The Black Rock, erected in the memory of the mass grave. Today it's located on Bridge St. in Pointe-Saint-Charles, on the approach to the Victoria Bridge
The designer, Anouk Louten, contacted me as she attempts to get a handle on Irish culture and life in Griffintown in the mid-19th century, attempting to re-create a set as authentic as possible.
This, of course, got me thinking about the usual intersection of history, memory, and the public. Because of course Gow is taking licence from the historical record for the purpose of creating art. It is true that the mass grave of Irish Famine victims was found by the bridge workers, who were also Irish. But the workers probably lived in Goose Village, not Griffintown. A minor quibble with the historical record, to be sure, but still one that those who argue for ‘authenticity’ get their knickers in a twist over. And, I’m sure Gow will also take artistic licence with the characters, their setting, and so on and so forth.
This week, in class, I was teaching the Persian Wars, including the legendary battle at Thermopylae in 480 BCE. Of course, pretty much the entire Western world has seen the movie, 300, which fictionalises what actually happened at Thermopylae some 2,490 years ago. The movie over-dramatises the valour of the Spartans, distorts and obscures the rationale for battle decisions made by the Greeks (including the Spartans, who are conveniently left out of the decision to withdraw 6,700 Greek troops from Thermopylae to avoid being caught in a pincer movement by the Persians), leaving the brave Leonidas and his 299 Spartan warriors to hold off the Persians. As much as I love this film, I always find myself somewhat troubled by it, I kind of feel the film-makers made like the cops in the OJ Simpson case with the glove. Recall that the glove didn’t fit Simpson, who more than likely got away with murder at that trial. At the time, a friend of mine, a law student, opined that the cops may’ve planted the glove, so desperate they were to secure a conviction.
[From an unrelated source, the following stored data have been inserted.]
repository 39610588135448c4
pub mod json;
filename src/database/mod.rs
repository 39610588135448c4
pub mod attempt_log;
pub mod db;
pub mod preferences;
pub mod session_history;
pub mod store;

pub use attempt_log::AttemptLog;
pub use db::{SqliteStore, init_database};
pub use store::{KeyValueStore, MemoryStore};
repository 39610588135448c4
//! JSON import/export of the progress map.
//! Files use the same layout as the stored `pairProgress` record.

use crate::database::{AttemptLog, KeyValueStore};
use crate::error::Result;
use crate::models::ProgressMap;
use log::info;
use std::fs::File;
use std::io::{Read, Write};
use std::path::Path;

/// Writes the progress map to a pretty-printed JSON file.
pub fn export_json_to_path(progress: &ProgressMap, path: &Path) -> Result<()> {
    let json_string = serde_json::to_string_pretty(progress)?;
    let mut file = File::create(path)?;
    file.write_all(json_string.as_bytes())?;
    info!("Exported {} pairs to {:?}", progress.len(), path);
    Ok(())
}

/// Reads a progress map from a JSON file.
pub fn import_json(path: &Path) -> Result<ProgressMap> {
    let mut file = File::open(path)?;
    let mut contents = String::new();
    file.read_to_string(&mut contents)?;

    let progress: ProgressMap = serde_json::from_str(&contents)?;
    info!("Imported {} pairs from {:?}", progress.len(), path);
    Ok(progress)
}

/// Replaces the stored log with the contents of a file, keeping only the
/// newest attempts per pair when the log is capped.
/// Unlike attempt recording, failures here are returned to the caller.
pub fn restore_from_path<S: KeyValueStore>(log: &AttemptLog<S>, path: &Path) -> Result<usize> {
    log.replace_all(import_json(path)?)
}
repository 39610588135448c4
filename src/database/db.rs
//! SQLite-backed key-value store
//!
//! Keeps every record as JSON text in a single `app_state` table, one row per
//! storage key.

use super::store::KeyValueStore;
use crate::error::Result;
use log::{debug, info};
use rusqlite::{Connection, OptionalExtension, params};
use std::path::Path;

/// Opens (or creates) the database file and makes sure the table exists.
pub fn init_database(path: &Path) -> Result<Connection> {
    let conn = Connection::open(path)?;
    create_schema(&conn)?;
    info!("Database ready at {:?}", path);
    Ok(conn)
}

fn create_schema(conn: &Connection) -> Result<()> {
    conn.execute(
        "CREATE TABLE IF NOT EXISTS app_state (
            key TEXT PRIMARY KEY,
            value TEXT NOT NULL
        )",
        (),
    )?;
    Ok(())
}

pub struct SqliteStore {
    conn: Connection,
}

impl SqliteStore {
    pub fn open(path: &Path) -> Result<Self> {
        Ok(Self {
            conn: init_database(path)?,
        })
    }

    pub fn in_memory() -> Result<Self> {
        let conn = Connection::open_in_memory()?;
        create_schema(&conn)?;
        Ok(Self { conn })
    }
}

impl KeyValueStore for SqliteStore {
    fn get(&self, key: &str) -> Result<Option<String>> {
        let value = self
            .conn
            .query_row(
                "SELECT value FROM app_state WHERE key = ?1",
                params![key],
                |row| row.get(0),
            )
            .optional()?;
        Ok(value)
    }

    fn set(&self, key: &str, value: &str) -> Result<()> {
        self.conn.execute(
            "INSERT OR REPLACE INTO app_state (key, value) VALUES (?1, ?2)",
            params![key, value],
        )?;
        debug!("[DB] Wrote {} bytes under '{}'", value.len(), key);
        Ok(())
    }

    fn remove(&self, key: &str) -> Result<()> {
        self.conn
            .execute("DELETE FROM app_state WHERE key = ?1", params![key])?;
        Ok(())
    }
}
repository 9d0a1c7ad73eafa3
use std::sync::Arc;

use snapbooth_comfyui::api::ComfyApi;
use snapbooth_comfyui::artifacts::ArtifactStore;
use snapbooth_comfyui::store::JobStore;
use snapbooth_core::workflow::WorkflowLibrary;

use crate::config::ServerConfig;

/// Shared application state available to all Axum handlers via
/// `State<AppState>`.
///
/// Cheaply cloneable; inner data is behind `Arc`.
#[derive(Clone)]
pub struct AppState {
    /// Server configuration.
    pub config: Arc<ServerConfig>,
    /// ComfyUI REST client.
    pub comfy: Arc<ComfyApi>,
    /// Per-job progress state shared with the push-channel ingestor.
    pub store: Arc<JobStore>,
    /// Workflow style library.
    pub library: Arc<WorkflowLibrary>,
    /// Local artifact persistence (gallery output directory).
    pub artifacts: Arc<ArtifactStore>,
}

impl AppState {
    /// Build the full state from configuration.
    pub fn from_config(config: ServerConfig) -> Self {
        let comfy = Arc::new(ComfyApi::new(config.comfy_url.clone()));
        let library = Arc::new(WorkflowLibrary::new(config.workflow_dir.clone()));
        let artifacts = Arc::new(ArtifactStore::new(config.gallery_output_dir()));

        Self {
            config: Arc::new(config),
            comfy,
            store: Arc::new(JobStore::new()),
            library,
            artifacts,
        }
    }
}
If this is true (and really, who knows?), the over-zealousness of the cops allowed Simpson to walk (though, as they say, karma is a mother, and Simpson is in the slammer for other crimes right now). In the case of 300, the film-makers took an already dramatic story about Leonidas and his warriors and over-shot, they over-dramatised something which could’ve stood on its own.
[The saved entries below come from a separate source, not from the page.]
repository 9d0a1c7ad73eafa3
//! Domain types shared across the booth backend.
//!
//! Holds the error taxonomy, capture-frame handling (data-URL decode,
//! capture identifiers), and the workflow library that loads style
//! definitions from disk and rewrites them for a specific capture.

pub mod capture;
pub mod error;
pub mod types;
pub mod workflow;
So, as an historian, films like 300 bother me. Not because they take licence with the historical story, but because they pull an Oliver Stone. Stone, of course, once said that you had to hit American film audiences over the head with a mallet in order to get their attention. I think he’s wrong, people aren’t that stupid. But sometimes it makes great art, sometimes, most of the time, it’s just superfluous.
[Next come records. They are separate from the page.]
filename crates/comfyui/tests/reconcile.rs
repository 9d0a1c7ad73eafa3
//! Reconciliation-engine tests against a mocked ComfyUI server.
//!
//! Exercises the merge policy end-to-end: concurrent polls with partial
//! failure, push-vs-poll precedence, sticky completion, and the
//! once-per-job artifact save.

use serde_json::json;
use wiremock::matchers::{method, path, query_param};
use wiremock::{Mock, MockServer, ResponseTemplate};

use snapbooth_comfyui::api::ComfyApi;
use snapbooth_comfyui::artifacts::ArtifactStore;
use snapbooth_comfyui::reconcile::{reconcile, JobOutput};
use snapbooth_comfyui::steps::StepTable;
use snapbooth_comfyui::store::JobStore;

fn sampler_table() -> StepTable {
    StepTable::from_workflow(&json!({
        "3": {"class_type": "KSampler", "inputs": {"steps": 20}},
        "5": {"class_type": "SaveImage", "inputs": {}},
    }))
}

async fn mount_history(server: &MockServer, prompt_id: &str, body: serde_json::Value) {
    Mock::given(method("GET"))
        .and(path(format!("/history/{prompt_id}")))
        .respond_with(ResponseTemplate::new(200).set_body_json(body))
        .mount(server)
        .await;
}

async fn mount_progress(server: &MockServer, body: serde_json::Value) {
    Mock::given(method("GET"))
        .and(path("/progress"))
        .respond_with(ResponseTemplate::new(200).set_body_json(body))
        .mount(server)
        .await;
}

#[tokio::test]
async fn failed_progress_poll_still_completes_from_history() {
    let server = MockServer::start().await;
    let prompt_id = "p1".to_string();

    // The live-progress endpoint is down (404); history alone carries
    // completion and the output descriptor.
    mount_history(
        &server,
        "p1",
        json!({
            "p1": {
                "status": {"completed": true},
                "outputs": {"9": {"images": [
                    {"type": "temp", "filename": "preview.png"},
                    {"type": "output", "filename": "a.png", "subfolder": ""}
                ]}}
            }
        }),
    )
    .await;
    Mock::given(method("GET"))
        .and(path("/view"))
        .and(query_param("filename", "a.png"))
        .respond_with(ResponseTemplate::new(200).set_body_bytes(b"PNG".to_vec()))
        .mount(&server)
        .await;

    let api = ComfyApi::new(server.uri());
    let store = JobStore::new();
    store.register_job(&prompt_id, "cap-1", sampler_table()).await;
    let tmp = tempfile::tempdir().unwrap();
    let artifacts = ArtifactStore::new(tmp.path().join("output"));

    let snapshot = reconcile(&api, &store, &artifacts, &prompt_id).await;

    assert!(snapshot.complete);
    assert_eq!(snapshot.percent, 100.0);
    assert_eq!(snapshot.label, "Complete");
    match snapshot.output {
        Some(JobOutput::Remote(image)) => assert_eq!(image.filename, "a.png"),
        other => panic!("expected remote output, got {other:?}"),
    }
    // The artifact was persisted next to the capture.
    assert!(artifacts.exists("cap-1"));
    assert!(store.is_saved(&prompt_id).await);
}

#[tokio::test]
async fn fresh_socket_state_cannot_be_regressed_by_poll() {
    let server = MockServer::start().await;
    let prompt_id = "p1".to_string();

    mount_progress(&server, json!({"value": 5, "max": 10})).await;

    let api = ComfyApi::new(server.uri());
    let store = JobStore::new();
    store.record_socket_progress(&prompt_id, 70.0, false).await;
    let tmp = tempfile::tempdir().unwrap();
    let artifacts = ArtifactStore::new(tmp.path());

    let snapshot = reconcile(&api, &store, &artifacts, &prompt_id).await;

    assert!(!snapshot.complete);
    assert_eq!(snapshot.percent, 70.0);
    assert_eq!(snapshot.label, "Sampling");
}

#[tokio::test]
async fn poll_can_raise_a_fresh_socket_percent() {
    let server = MockServer::start().await;
    let prompt_id = "p1".to_string();

    mount_progress(&server, json!({"value": 8, "max": 10})).await;

    let api = ComfyApi::new(server.uri());
    let store = JobStore::new();
    store.record_socket_progress(&prompt_id, 30.0, false).await;
    let tmp = tempfile::tempdir().unwrap();
    let artifacts = ArtifactStore::new(tmp.path());

    let snapshot = reconcile(&api, &store, &artifacts, &prompt_id).await;
    assert_eq!(snapshot.percent, 80.0);
}

#[tokio::test(start_paused = true)]
async fn stale_socket_state_yields_to_polled_percent() {
    let server = MockServer::start().await;
    let prompt_id = "p1".to_string();

    mount_progress(&server, json!({"value": 6, "max": 10})).await;

    let api = ComfyApi::new(server.uri());
    let store = JobStore::new();
    store.record_socket_progress(&prompt_id, 40.0, false).await;

    // 11 seconds without a push update: the socket state goes stale.
    tokio::time::advance(std::time::Duration::from_secs(11)).await;

    let tmp = tempfile::tempdir().unwrap();
    let artifacts = ArtifactStore::new(tmp.path());
    let snapshot = reconcile(&api, &store, &artifacts, &prompt_id).await;

    assert_eq!(snapshot.percent, 60.0);
}

#[tokio::test(start_paused = true)]
async fn stale_socket_percent_used_when_poll_yields_zero() {
    let server = MockServer::start().await;
    let prompt_id = "p1".to_string();

    mount_progress(&server, json!({})).await;

    let api = ComfyApi::new(server.uri());
    let store = JobStore::new();
    store.record_socket_progress(&prompt_id, 40.0, false).await;
    tokio::time::advance(std::time::Duration::from_secs(11)).await;

    let tmp = tempfile::tempdir().unwrap();
    let artifacts = ArtifactStore::new(tmp.path());
    let snapshot = reconcile(&api, &store, &artifacts, &prompt_id).await;

    assert_eq!(snapshot.percent, 40.0);
}

#[tokio::test]
async fn completion_is_sticky_across_snapshots() {
    let prompt_id = "p1".to_string();
    let store = JobStore::new();
    let tmp = tempfile::tempdir().unwrap();
    let artifacts = ArtifactStore::new(tmp.path());

    // First snapshot: history says completed.
    let first_server = MockServer::start().await;
    mount_history(
        &first_server,
        "p1",
        json!({"p1": {"status": {"completed": true}}}),
    )
    .await;
    let api = ComfyApi::new(first_server.uri());
    let snapshot = reconcile(&api, &store, &artifacts, &prompt_id).await;
    assert!(snapshot.complete);

    // Second snapshot: the raw status briefly looks incomplete again.
    let second_server = MockServer::start().await;
    mount_history(
        &second_server,
        "p1",
        json!({"p1": {"status": {"completed": false}}}),
    )
    .await;
    let api = ComfyApi::new(second_server.uri());
    let snapshot = reconcile(&api, &store, &artifacts, &prompt_id).await;
    assert!(snapshot.complete, "completion must never revert");
    assert_eq!(snapshot.percent, 100.0);
}

#[tokio::test]
async fn status_str_success_counts_as_completion() {
    let server = MockServer::start().await;
    let prompt_id = "p1".to_string();

    mount_history(
        &server,
        "p1",
        json!({"history": {"p1": {"status": {"status_str": "success"}}}}),
    )
    .await;

    let api = ComfyApi::new(server.uri());
    let store = JobStore::new();
    let tmp = tempfile::tempdir().unwrap();
    let artifacts = ArtifactStore::new(tmp.path());

    let snapshot = reconcile(&api, &store, &artifacts, &prompt_id).await;
    assert!(snapshot.complete);
    assert_eq!(snapshot.percent, 100.0);
}

#[tokio::test]
async fn artifact_save_happens_exactly_once() {
    let server = MockServer::start().await;
    let prompt_id = "p1".to_string();

    mount_history(
        &server,
        "p1",
        json!({
            "p1": {"outputs": {"9": {"images": [{"type": "output", "filename": "a.png"}]}}}
        }),
    )
    .await;
    Mock::given(method("GET"))
        .and(path("/view"))
        .respond_with(ResponseTemplate::new(200).set_body_bytes(b"PNG".to_vec()))
        .expect(1)
        .mount(&server)
        .await;

    let api = ComfyApi::new(server.uri());
    let store = JobStore::new();
    store.register_job(&prompt_id, "cap-1", sampler_table()).await;
    let tmp = tempfile::tempdir().unwrap();
    let artifacts = ArtifactStore::new(tmp.path().join("output"));

    reconcile(&api, &store, &artifacts, &prompt_id).await;
    reconcile(&api, &store, &artifacts, &prompt_id).await;

    // The mock's expect(1) verifies the /view fetch ran only once.
    assert!(artifacts.exists("cap-1"));
}

#[tokio::test]
async fn saved_local_copy_is_the_last_resort_output() {
    let server = MockServer::start().await;
    let prompt_id = "p1".to_string();

    // Both polls fail; nothing resolved upstream.
    let api = ComfyApi::new(server.uri());
    let store = JobStore::new();
    store.register_job(&prompt_id, "cap-1", sampler_table()).await;

    let tmp = tempfile::tempdir().unwrap();
    let artifacts = ArtifactStore::new(tmp.path().join("output"));
    artifacts.persist("cap-1", b"PNG").await.unwrap();

    let snapshot = reconcile(&api, &store, &artifacts, &prompt_id).await;

    assert_eq!(
        snapshot.output,
        Some(JobOutput::Saved {
            file_name: "cap-1.png".to_string()
        })
    );
}

#[tokio::test]
async fn preview_surfaces_only_while_incomplete() {
    let prompt_id = "p1".to_string();
    let store = JobStore::new();
    let tmp = tempfile::tempdir().unwrap();
    let artifacts = ArtifactStore::new(tmp.path());

    let server = MockServer::start().await;
    mount_progress(
        &server,
        json!({"progress": {"value": 2, "max": 10, "preview": "live.png"}}),
    )
    .await;
    let api = ComfyApi::new(server.uri());

    let snapshot = reconcile(&api, &store, &artifacts, &prompt_id).await;
    assert!(!snapshot.complete);
    assert_eq!(snapshot.preview.as_ref().unwrap().filename, "live.png");
    assert_eq!(snapshot.percent, 20.0);

    // Once complete, the preview is withheld.
    store.record_socket_progress(&prompt_id, 100.0, true).await;
    let snapshot = reconcile(&api, &store, &artifacts, &prompt_id).await;
    assert!(snapshot.complete);
    assert!(snapshot.preview.is_none());
}

#[tokio::test]
async fn malformed_numeric_percent_is_clamped() {
    let server = MockServer::start().await;
    let prompt_id = "p1".to_string();

    mount_progress(&server, json!(250)).await;

    let api = ComfyApi::new(server.uri());
    let store = JobStore::new();
    let tmp = tempfile::tempdir().unwrap();
    let artifacts = ArtifactStore::new(tmp.path());

    let snapshot = reconcile(&api, &store, &artifacts, &prompt_id).await;
    assert_eq!(snapshot.percent, 100.0);
}

#[tokio::test]
async fn negative_polled_percent_is_clamped_to_zero() {
    let server = MockServer::start().await;
    let prompt_id = "p1".to_string();

    // -40 <= 1 reads as a fraction, scales negative, then clamps to 0.
    mount_progress(&server, json!(-40)).await;

    let api = ComfyApi::new(server.uri());
    let store = JobStore::new();
    let tmp = tempfile::tempdir().unwrap();
    let artifacts = ArtifactStore::new(tmp.path());

    let snapshot = reconcile(&api, &store, &artifacts, &prompt_id).await;
    assert_eq!(snapshot.percent, 0.0);
}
But artistic licence, I fail to see what’s wrong with that, it can make the story more interesting, it can allow the artist to make their point more effectively.
As for authenticity, I’m not sure it matters so much in the larger sense. Certainly, I like Anouk’s attempts to create an authentic set. That, for whatever reason, matters to me. The setting of historical novels, plays, films, this is the detail, the background of people’s lives. Take, for example, The Gangs of New York: a wildly fictional account of the goings-on in the Five Points of Manhattan in the early 1860s. The story itself may be a load of bollocks, but the setting of it in the Five Points, from what I can see, that’s authentic, that reflects the reality of life in what was probably the worst slum in the world.
But authenticity of story or experience (in the case of museums, etc.), I’m not so sure this is desirable or even possible. I think it is impossible to completely re-create the ‘authentic’ historical experience. For one, there’s the obvious problem: it’s impossible, because it is no longer 1861, or whenever. The physical setting is just that, a re-creation of the historical, it can be an authentic re-creation, but that’s as far as it goes. And I think that by itself is a laudable goal, but that should be the end goal. There is no need to go any further, because it is impossible to go any further.
And, so far as I’m concerned, if the story is based in this historical record, that it aims to reflect the setting, then that’s fine. Artistic licence needs to be taken, at least most of the time, maybe not so much in the case of Leonidas’ last stand.